■ Collected data ■

::::::::::

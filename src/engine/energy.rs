//! Energy expenditure estimates
//!
//! Mifflin-St Jeor resting energy, activity-adjusted total daily energy,
//! goal-adjusted calorie targets, and MET-based exercise burn.

use crate::catalog;
use crate::models::{ActivityLevel, DietGoal, Sex};

/// Resting energy expenditure in kcal/day (Mifflin-St Jeor)
pub fn resting_energy(weight_kg: f64, height_cm: f64, age_years: f64, sex: Sex) -> f64 {
    let base = 10.0 * weight_kg + 6.25 * height_cm - 5.0 * age_years;
    match sex {
        Sex::Male => base + 5.0,
        Sex::Female => base - 161.0,
    }
}

/// Total daily energy expenditure in kcal/day
///
/// The activity level is an enum, so the multiplier lookup is total; unknown
/// levels are rejected when the level string is parsed.
pub fn total_daily_energy(resting: f64, activity: ActivityLevel) -> f64 {
    resting * activity.multiplier()
}

/// Daily calorie target adjusted for the dietary goal
pub fn target_calories(tdee: f64, goal: DietGoal) -> f64 {
    match goal {
        DietGoal::Lose => tdee - 500.0,
        DietGoal::Maintain => tdee,
        DietGoal::Gain => tdee + 500.0,
    }
}

/// Calories burned for an exercise session, rounded to the nearest kcal
///
/// MET formula: kcal = MET x mass(kg) x time(hours). An unrecognized
/// exercise key yields 0 so free-text exercise names never block logging.
pub fn calories_burned(exercise_key: &str, duration_minutes: f64, weight_kg: f64) -> f64 {
    match catalog::get_exercise(exercise_key) {
        Some(exercise) => (exercise.met * weight_kg * duration_minutes / 60.0).round(),
        None => 0.0,
    }
}
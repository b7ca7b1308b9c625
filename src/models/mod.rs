//! Data models for nutrition and exercise tracking

pub mod exercise_entry;
pub mod food_entry;
pub mod nutrient;
pub mod profile;

pub use exercise_entry::ExerciseEntry;
pub use food_entry::{FoodEntry, MealType};
pub use nutrient::{Nutrient, Nutrients};
pub use profile::{
    ActivityLevel, Biometrics, DietGoal, Goals, InvalidConfiguration, Measurement, Sex,
    UserProfile, KG_PER_LB,
};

::::::::::

Collect each line of the entries that has the word "models", copying it in full.

■ SOLUTION ■
use crate::models::{ActivityLevel, DietGoal, Sex};
filename src/models/mod.rs
//! Data models for nutrition and exercise tracking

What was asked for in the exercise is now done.